## EXERCISE DETAILS
Write out, word for word, every line in the data below from the one containing "else if postcode(entity.postcode.as_deref()).is_some()" to the one containing "let polygon = Polygon::new(ring, vec![]);", both of them included.

## SUPPLIED DATA

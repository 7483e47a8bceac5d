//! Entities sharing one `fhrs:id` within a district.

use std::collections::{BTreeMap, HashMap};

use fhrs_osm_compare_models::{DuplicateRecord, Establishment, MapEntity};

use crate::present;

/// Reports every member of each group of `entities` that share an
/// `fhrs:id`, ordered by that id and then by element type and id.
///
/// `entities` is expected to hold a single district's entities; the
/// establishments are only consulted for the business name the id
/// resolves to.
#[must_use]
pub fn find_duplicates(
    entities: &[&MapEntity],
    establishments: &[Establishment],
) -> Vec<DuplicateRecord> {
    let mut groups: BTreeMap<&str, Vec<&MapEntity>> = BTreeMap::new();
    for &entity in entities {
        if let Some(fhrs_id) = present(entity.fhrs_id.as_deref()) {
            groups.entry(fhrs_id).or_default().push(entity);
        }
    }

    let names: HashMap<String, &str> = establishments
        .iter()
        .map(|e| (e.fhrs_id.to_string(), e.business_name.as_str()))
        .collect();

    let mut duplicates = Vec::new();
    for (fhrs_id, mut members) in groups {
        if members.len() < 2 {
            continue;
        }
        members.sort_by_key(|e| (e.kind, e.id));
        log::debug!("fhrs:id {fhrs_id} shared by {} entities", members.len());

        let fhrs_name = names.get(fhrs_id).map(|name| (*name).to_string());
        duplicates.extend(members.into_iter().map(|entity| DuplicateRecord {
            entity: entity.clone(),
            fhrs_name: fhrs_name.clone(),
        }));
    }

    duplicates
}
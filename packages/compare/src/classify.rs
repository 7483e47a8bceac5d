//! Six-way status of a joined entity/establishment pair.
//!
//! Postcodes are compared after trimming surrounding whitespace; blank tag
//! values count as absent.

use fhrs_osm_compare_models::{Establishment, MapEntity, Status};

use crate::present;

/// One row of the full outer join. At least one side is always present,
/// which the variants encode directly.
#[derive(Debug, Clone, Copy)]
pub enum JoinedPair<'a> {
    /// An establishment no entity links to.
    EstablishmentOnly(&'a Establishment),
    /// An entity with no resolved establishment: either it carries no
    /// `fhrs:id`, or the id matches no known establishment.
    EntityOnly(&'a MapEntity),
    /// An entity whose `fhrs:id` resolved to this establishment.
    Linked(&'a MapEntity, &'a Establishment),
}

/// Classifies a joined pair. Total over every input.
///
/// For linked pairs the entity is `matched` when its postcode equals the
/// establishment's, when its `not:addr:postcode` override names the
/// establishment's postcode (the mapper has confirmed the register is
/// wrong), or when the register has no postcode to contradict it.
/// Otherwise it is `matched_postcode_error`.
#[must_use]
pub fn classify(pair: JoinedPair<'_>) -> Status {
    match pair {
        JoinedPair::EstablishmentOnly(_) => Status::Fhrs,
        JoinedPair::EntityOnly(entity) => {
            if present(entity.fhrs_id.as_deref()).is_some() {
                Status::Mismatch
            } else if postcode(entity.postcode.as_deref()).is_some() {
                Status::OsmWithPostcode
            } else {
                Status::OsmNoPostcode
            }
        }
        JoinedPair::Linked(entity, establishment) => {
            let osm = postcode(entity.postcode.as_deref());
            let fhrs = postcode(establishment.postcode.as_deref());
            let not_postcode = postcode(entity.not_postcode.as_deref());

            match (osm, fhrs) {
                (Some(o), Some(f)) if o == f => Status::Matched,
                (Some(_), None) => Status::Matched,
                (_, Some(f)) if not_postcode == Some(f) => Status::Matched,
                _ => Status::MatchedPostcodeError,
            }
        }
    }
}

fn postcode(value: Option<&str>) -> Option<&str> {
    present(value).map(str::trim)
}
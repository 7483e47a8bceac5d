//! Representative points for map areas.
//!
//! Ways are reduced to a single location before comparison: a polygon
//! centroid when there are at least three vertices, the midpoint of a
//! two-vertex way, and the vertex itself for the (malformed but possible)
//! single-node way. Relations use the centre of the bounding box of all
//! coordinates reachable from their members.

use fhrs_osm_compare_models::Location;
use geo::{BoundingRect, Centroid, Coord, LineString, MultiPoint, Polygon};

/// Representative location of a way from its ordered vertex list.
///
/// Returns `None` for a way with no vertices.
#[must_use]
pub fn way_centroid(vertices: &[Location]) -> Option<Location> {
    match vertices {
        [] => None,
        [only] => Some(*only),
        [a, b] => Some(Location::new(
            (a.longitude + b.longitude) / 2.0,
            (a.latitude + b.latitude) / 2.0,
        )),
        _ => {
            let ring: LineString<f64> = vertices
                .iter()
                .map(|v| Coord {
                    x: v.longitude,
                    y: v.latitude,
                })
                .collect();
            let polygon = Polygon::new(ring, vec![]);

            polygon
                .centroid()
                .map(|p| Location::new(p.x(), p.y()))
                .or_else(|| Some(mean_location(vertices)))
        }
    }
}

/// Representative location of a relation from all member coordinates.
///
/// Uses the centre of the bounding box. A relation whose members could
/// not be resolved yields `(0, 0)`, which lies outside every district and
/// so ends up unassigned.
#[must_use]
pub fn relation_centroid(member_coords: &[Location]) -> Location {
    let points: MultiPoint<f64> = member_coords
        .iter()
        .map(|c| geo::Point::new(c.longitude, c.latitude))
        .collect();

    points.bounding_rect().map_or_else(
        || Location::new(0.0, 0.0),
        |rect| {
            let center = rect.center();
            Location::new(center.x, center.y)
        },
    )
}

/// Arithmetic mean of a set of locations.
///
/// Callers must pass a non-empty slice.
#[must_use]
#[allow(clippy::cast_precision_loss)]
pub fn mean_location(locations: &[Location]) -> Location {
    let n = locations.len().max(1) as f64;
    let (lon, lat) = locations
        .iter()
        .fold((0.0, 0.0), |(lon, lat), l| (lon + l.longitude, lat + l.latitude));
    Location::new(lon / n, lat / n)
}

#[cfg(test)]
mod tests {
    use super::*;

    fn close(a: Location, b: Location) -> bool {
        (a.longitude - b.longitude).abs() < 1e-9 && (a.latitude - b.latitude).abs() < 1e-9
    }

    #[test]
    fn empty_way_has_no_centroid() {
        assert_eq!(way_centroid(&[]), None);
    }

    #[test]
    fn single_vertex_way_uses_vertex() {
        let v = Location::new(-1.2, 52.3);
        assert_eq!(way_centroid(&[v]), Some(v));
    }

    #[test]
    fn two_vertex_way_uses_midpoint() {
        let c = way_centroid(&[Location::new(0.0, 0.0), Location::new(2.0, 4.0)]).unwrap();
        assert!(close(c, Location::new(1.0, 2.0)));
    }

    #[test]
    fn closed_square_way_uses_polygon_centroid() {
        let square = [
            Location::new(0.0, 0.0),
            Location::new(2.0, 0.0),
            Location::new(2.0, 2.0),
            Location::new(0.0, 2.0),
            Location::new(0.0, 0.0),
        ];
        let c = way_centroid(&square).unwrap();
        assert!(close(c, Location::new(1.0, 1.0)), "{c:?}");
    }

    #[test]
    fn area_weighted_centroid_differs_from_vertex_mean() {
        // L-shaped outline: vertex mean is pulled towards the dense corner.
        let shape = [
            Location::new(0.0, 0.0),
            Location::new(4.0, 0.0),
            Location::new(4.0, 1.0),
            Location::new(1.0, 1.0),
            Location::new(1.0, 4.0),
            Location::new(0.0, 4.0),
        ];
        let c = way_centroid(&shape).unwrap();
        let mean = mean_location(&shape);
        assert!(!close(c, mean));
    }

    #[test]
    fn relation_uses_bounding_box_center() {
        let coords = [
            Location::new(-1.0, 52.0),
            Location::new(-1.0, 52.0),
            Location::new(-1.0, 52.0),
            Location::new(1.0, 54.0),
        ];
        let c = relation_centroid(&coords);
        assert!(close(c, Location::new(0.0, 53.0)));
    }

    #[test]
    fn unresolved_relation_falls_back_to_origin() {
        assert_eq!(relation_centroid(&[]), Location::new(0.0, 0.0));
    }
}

## RESULT OF THE TASK
            } else if postcode(entity.postcode.as_deref()).is_some() {
                Status::OsmWithPostcode
            } else {
                Status::OsmNoPostcode
            }
        }
        JoinedPair::Linked(entity, establishment) => {
            let osm = postcode(entity.postcode.as_deref());
            let fhrs = postcode(establishment.postcode.as_deref());
            let not_postcode = postcode(entity.not_postcode.as_deref());

            match (osm, fhrs) {
                (Some(o), Some(f)) if o == f => Status::Matched,
                (Some(_), None) => Status::Matched,
                (_, Some(f)) if not_postcode == Some(f) => Status::Matched,
                _ => Status::MatchedPostcodeError,
            }
        }
    }
}

fn postcode(value: Option<&str>) -> Option<&str> {
    present(value).map(str::trim)
}
repository 7483e47a8bceac5d
//! Representative points for map areas.
//!
//! Ways are reduced to a single location before comparison: a polygon
//! centroid when there are at least three vertices, the midpoint of a
//! two-vertex way, and the vertex itself for the (malformed but possible)
//! single-node way. Relations use the centre of the bounding box of all
//! coordinates reachable from their members.

use fhrs_osm_compare_models::Location;
use geo::{BoundingRect, Centroid, Coord, LineString, MultiPoint, Polygon};

/// Representative location of a way from its ordered vertex list.
///
/// Returns `None` for a way with no vertices.
#[must_use]
pub fn way_centroid(vertices: &[Location]) -> Option<Location> {
    match vertices {
        [] => None,
        [only] => Some(*only),
        [a, b] => Some(Location::new(
            (a.longitude + b.longitude) / 2.0,
            (a.latitude + b.latitude) / 2.0,
        )),
        _ => {
            let ring: LineString<f64> = vertices
                .iter()
                .map(|v| Coord {
                    x: v.longitude,
                    y: v.latitude,
                })
                .collect();
            let polygon = Polygon::new(ring, vec![]);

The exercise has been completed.